■ Task requirements ■
Word for word, set down every record that appears below.

Start of Given data

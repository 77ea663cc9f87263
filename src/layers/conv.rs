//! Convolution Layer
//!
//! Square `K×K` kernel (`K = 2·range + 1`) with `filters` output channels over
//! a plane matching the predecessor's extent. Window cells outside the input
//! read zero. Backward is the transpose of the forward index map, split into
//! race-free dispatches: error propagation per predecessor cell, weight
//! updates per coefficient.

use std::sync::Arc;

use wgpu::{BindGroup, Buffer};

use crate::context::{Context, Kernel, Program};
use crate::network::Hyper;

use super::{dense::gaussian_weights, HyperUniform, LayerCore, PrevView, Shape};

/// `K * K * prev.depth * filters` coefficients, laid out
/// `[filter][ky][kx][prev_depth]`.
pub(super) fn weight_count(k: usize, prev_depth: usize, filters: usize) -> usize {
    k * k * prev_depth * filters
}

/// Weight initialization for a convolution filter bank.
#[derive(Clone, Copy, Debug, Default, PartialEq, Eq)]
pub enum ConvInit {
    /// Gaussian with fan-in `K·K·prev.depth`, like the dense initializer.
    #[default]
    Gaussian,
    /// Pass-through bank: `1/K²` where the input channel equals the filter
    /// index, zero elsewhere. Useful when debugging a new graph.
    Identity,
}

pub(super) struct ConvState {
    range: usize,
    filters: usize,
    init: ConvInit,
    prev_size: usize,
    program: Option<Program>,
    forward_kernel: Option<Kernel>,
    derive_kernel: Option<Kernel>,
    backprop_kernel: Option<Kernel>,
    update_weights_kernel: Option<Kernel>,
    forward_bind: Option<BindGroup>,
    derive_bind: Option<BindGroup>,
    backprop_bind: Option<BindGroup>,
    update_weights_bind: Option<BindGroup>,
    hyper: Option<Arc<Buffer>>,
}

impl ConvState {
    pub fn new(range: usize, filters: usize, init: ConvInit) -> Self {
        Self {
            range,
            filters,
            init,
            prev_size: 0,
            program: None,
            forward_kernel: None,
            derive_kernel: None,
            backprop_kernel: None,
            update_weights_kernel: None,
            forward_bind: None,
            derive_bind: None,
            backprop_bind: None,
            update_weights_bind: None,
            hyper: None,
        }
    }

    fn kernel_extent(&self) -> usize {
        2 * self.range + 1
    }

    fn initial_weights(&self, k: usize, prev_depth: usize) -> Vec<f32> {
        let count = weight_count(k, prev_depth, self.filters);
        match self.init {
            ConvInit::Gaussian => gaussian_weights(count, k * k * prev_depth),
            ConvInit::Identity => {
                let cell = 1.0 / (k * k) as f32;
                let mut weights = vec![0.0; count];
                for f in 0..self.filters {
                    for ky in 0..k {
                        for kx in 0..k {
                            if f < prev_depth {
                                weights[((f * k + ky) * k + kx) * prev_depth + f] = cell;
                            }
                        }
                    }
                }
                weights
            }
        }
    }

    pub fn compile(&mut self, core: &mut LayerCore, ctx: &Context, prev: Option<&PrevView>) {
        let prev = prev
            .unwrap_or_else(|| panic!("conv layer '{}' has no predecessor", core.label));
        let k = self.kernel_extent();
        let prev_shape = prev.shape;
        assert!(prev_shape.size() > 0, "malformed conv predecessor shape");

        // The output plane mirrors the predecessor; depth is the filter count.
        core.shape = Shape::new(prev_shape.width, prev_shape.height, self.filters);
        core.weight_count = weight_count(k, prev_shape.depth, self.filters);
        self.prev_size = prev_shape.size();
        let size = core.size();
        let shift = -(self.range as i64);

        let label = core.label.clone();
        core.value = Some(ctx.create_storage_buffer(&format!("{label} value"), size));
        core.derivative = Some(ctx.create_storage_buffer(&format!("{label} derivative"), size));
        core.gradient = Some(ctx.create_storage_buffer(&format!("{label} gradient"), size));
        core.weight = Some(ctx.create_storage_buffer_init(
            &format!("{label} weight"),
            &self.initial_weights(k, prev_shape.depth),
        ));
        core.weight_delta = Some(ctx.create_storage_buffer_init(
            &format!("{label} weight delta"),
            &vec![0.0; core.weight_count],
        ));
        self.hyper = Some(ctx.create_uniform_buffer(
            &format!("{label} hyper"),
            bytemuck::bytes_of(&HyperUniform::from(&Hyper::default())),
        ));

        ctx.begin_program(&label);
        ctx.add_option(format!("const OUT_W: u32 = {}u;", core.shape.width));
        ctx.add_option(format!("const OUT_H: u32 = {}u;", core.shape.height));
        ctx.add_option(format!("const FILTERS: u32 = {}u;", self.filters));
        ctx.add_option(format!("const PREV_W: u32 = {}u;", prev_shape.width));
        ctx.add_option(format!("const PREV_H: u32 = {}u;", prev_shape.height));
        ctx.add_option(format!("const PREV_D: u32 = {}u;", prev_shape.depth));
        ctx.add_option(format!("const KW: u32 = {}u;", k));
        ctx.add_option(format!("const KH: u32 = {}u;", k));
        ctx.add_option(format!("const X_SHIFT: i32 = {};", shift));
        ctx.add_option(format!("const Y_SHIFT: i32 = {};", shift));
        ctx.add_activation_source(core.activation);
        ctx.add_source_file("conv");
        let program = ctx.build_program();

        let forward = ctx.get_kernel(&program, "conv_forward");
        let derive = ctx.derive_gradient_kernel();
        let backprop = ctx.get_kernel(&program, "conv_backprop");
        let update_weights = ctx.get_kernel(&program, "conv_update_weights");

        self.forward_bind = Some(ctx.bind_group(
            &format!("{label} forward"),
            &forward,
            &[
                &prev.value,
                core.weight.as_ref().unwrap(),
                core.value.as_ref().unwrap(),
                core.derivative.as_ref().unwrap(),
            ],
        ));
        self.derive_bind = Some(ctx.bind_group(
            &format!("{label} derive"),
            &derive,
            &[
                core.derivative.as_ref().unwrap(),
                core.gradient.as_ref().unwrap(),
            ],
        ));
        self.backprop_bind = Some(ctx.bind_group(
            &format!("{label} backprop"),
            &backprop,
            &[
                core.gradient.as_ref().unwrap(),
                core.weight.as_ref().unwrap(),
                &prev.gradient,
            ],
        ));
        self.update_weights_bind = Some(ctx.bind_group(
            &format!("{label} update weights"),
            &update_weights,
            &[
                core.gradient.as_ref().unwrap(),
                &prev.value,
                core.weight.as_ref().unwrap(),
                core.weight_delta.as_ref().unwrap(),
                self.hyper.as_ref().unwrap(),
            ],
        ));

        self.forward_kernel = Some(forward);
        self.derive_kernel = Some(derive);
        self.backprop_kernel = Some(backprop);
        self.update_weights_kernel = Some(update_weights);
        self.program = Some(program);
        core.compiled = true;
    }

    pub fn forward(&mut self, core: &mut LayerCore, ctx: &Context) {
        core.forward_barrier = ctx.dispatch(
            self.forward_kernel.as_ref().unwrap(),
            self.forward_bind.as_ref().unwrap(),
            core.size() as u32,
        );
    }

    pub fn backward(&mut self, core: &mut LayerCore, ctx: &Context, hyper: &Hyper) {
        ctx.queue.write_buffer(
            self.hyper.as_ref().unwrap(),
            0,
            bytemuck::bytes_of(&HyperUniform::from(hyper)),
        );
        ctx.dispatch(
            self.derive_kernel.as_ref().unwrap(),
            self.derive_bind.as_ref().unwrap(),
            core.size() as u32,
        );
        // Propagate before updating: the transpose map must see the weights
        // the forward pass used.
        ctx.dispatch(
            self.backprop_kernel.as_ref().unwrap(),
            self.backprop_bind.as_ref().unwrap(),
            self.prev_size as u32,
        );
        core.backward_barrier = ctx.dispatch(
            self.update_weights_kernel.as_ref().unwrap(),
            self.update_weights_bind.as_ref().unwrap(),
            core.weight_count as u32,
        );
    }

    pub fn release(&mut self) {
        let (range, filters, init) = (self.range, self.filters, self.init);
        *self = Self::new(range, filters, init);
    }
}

End of Given data

■ Response box ■
repository 77ea663cc9f87263
filename src/layers/conv.rs
//! Convolution Layer
//!
//! Square `K×K` kernel (`K = 2·range + 1`) with `filters` output channels over
//! a plane matching the predecessor's extent. Window cells outside the input
//! read zero. Backward is the transpose of the forward index map, split into
//! race-free dispatches: error propagation per predecessor cell, weight
//! updates per coefficient.

use std::sync::Arc;

use wgpu::{BindGroup, Buffer};

use crate::context::{Context, Kernel, Program};
use crate::network::Hyper;

use super::{dense::gaussian_weights, HyperUniform, LayerCore, PrevView, Shape};

/// `K * K * prev.depth * filters` coefficients, laid out
/// `[filter][ky][kx][prev_depth]`.
pub(super) fn weight_count(k: usize, prev_depth: usize, filters: usize) -> usize {
    k * k * prev_depth * filters
}

/// Weight initialization for a convolution filter bank.
#[derive(Clone, Copy, Debug, Default, PartialEq, Eq)]
pub enum ConvInit {
    /// Gaussian with fan-in `K·K·prev.depth`, like the dense initializer.
    #[default]
    Gaussian,
    /// Pass-through bank: `1/K²` where the input channel equals the filter
    /// index, zero elsewhere. Useful when debugging a new graph.
    Identity,
}

pub(super) struct ConvState {
    range: usize,
    filters: usize,
    init: ConvInit,
    prev_size: usize,
    program: Option<Program>,
    forward_kernel: Option<Kernel>,
    derive_kernel: Option<Kernel>,
    backprop_kernel: Option<Kernel>,
    update_weights_kernel: Option<Kernel>,
    forward_bind: Option<BindGroup>,
    derive_bind: Option<BindGroup>,
    backprop_bind: Option<BindGroup>,
    update_weights_bind: Option<BindGroup>,
    hyper: Option<Arc<Buffer>>,
}

impl ConvState {
    pub fn new(range: usize, filters: usize, init: ConvInit) -> Self {
        Self {
            range,
            filters,
            init,
            prev_size: 0,
            program: None,
            forward_kernel: None,
            derive_kernel: None,
            backprop_kernel: None,
            update_weights_kernel: None,
            forward_bind: None,
            derive_bind: None,
            backprop_bind: None,
            update_weights_bind: None,
            hyper: None,
        }
    }

    fn kernel_extent(&self) -> usize {
        2 * self.range + 1
    }

    fn initial_weights(&self, k: usize, prev_depth: usize) -> Vec<f32> {
        let count = weight_count(k, prev_depth, self.filters);
        match self.init {
            ConvInit::Gaussian => gaussian_weights(count, k * k * prev_depth),
            ConvInit::Identity => {
                let cell = 1.0 / (k * k) as f32;
                let mut weights = vec![0.0; count];
                for f in 0..self.filters {
                    for ky in 0..k {
                        for kx in 0..k {
                            if f < prev_depth {
                                weights[((f * k + ky) * k + kx) * prev_depth + f] = cell;
                            }
                        }
                    }
                }
                weights
            }
        }
    }

    pub fn compile(&mut self, core: &mut LayerCore, ctx: &Context, prev: Option<&PrevView>) {
        let prev = prev
            .unwrap_or_else(|| panic!("conv layer '{}' has no predecessor", core.label));
        let k = self.kernel_extent();
        let prev_shape = prev.shape;
        assert!(prev_shape.size() > 0, "malformed conv predecessor shape");

        // The output plane mirrors the predecessor; depth is the filter count.
        core.shape = Shape::new(prev_shape.width, prev_shape.height, self.filters);
        core.weight_count = weight_count(k, prev_shape.depth, self.filters);
        self.prev_size = prev_shape.size();
        let size = core.size();
        let shift = -(self.range as i64);

        let label = core.label.clone();
        core.value = Some(ctx.create_storage_buffer(&format!("{label} value"), size));
        core.derivative = Some(ctx.create_storage_buffer(&format!("{label} derivative"), size));
        core.gradient = Some(ctx.create_storage_buffer(&format!("{label} gradient"), size));
        core.weight = Some(ctx.create_storage_buffer_init(
            &format!("{label} weight"),
            &self.initial_weights(k, prev_shape.depth),
        ));
        core.weight_delta = Some(ctx.create_storage_buffer_init(
            &format!("{label} weight delta"),
            &vec![0.0; core.weight_count],
        ));
        self.hyper = Some(ctx.create_uniform_buffer(
            &format!("{label} hyper"),
            bytemuck::bytes_of(&HyperUniform::from(&Hyper::default())),
        ));

        ctx.begin_program(&label);
        ctx.add_option(format!("const OUT_W: u32 = {}u;", core.shape.width));
        ctx.add_option(format!("const OUT_H: u32 = {}u;", core.shape.height));
        ctx.add_option(format!("const FILTERS: u32 = {}u;", self.filters));
        ctx.add_option(format!("const PREV_W: u32 = {}u;", prev_shape.width));
        ctx.add_option(format!("const PREV_H: u32 = {}u;", prev_shape.height));
        ctx.add_option(format!("const PREV_D: u32 = {}u;", prev_shape.depth));
        ctx.add_option(format!("const KW: u32 = {}u;", k));
        ctx.add_option(format!("const KH: u32 = {}u;", k));
        ctx.add_option(format!("const X_SHIFT: i32 = {};", shift));
        ctx.add_option(format!("const Y_SHIFT: i32 = {};", shift));
        ctx.add_activation_source(core.activation);
        ctx.add_source_file("conv");
        let program = ctx.build_program();

        let forward = ctx.get_kernel(&program, "conv_forward");
        let derive = ctx.derive_gradient_kernel();
        let backprop = ctx.get_kernel(&program, "conv_backprop");
        let update_weights = ctx.get_kernel(&program, "conv_update_weights");

        self.forward_bind = Some(ctx.bind_group(
            &format!("{label} forward"),
            &forward,
            &[
                &prev.value,
                core.weight.as_ref().unwrap(),
                core.value.as_ref().unwrap(),
                core.derivative.as_ref().unwrap(),
            ],
        ));
        self.derive_bind = Some(ctx.bind_group(
            &format!("{label} derive"),
            &derive,
            &[
                core.derivative.as_ref().unwrap(),
                core.gradient.as_ref().unwrap(),
            ],
        ));
        self.backprop_bind = Some(ctx.bind_group(
            &format!("{label} backprop"),
            &backprop,
            &[
                core.gradient.as_ref().unwrap(),
                core.weight.as_ref().unwrap(),
                &prev.gradient,
            ],
        ));
        self.update_weights_bind = Some(ctx.bind_group(
            &format!("{label} update weights"),
            &update_weights,
            &[
                core.gradient.as_ref().unwrap(),
                &prev.value,
                core.weight.as_ref().unwrap(),
                core.weight_delta.as_ref().unwrap(),
                self.hyper.as_ref().unwrap(),
            ],
        ));

        self.forward_kernel = Some(forward);
        self.derive_kernel = Some(derive);
        self.backprop_kernel = Some(backprop);
        self.update_weights_kernel = Some(update_weights);
        self.program = Some(program);
        core.compiled = true;
    }

    pub fn forward(&mut self, core: &mut LayerCore, ctx: &Context) {
        core.forward_barrier = ctx.dispatch(
            self.forward_kernel.as_ref().unwrap(),
            self.forward_bind.as_ref().unwrap(),
            core.size() as u32,
        );
    }

    pub fn backward(&mut self, core: &mut LayerCore, ctx: &Context, hyper: &Hyper) {
        ctx.queue.write_buffer(
            self.hyper.as_ref().unwrap(),
            0,
            bytemuck::bytes_of(&HyperUniform::from(hyper)),
        );
        ctx.dispatch(
            self.derive_kernel.as_ref().unwrap(),
            self.derive_bind.as_ref().unwrap(),
            core.size() as u32,
        );
        // Propagate before updating: the transpose map must see the weights
        // the forward pass used.
        ctx.dispatch(
            self.backprop_kernel.as_ref().unwrap(),
            self.backprop_bind.as_ref().unwrap(),
            self.prev_size as u32,
        );
        core.backward_barrier = ctx.dispatch(
            self.update_weights_kernel.as_ref().unwrap(),
            self.update_weights_bind.as_ref().unwrap(),
            core.weight_count as u32,
        );
    }

    pub fn release(&mut self) {
        let (range, filters, init) = (self.range, self.filters, self.init);
        *self = Self::new(range, filters, init);
    }
}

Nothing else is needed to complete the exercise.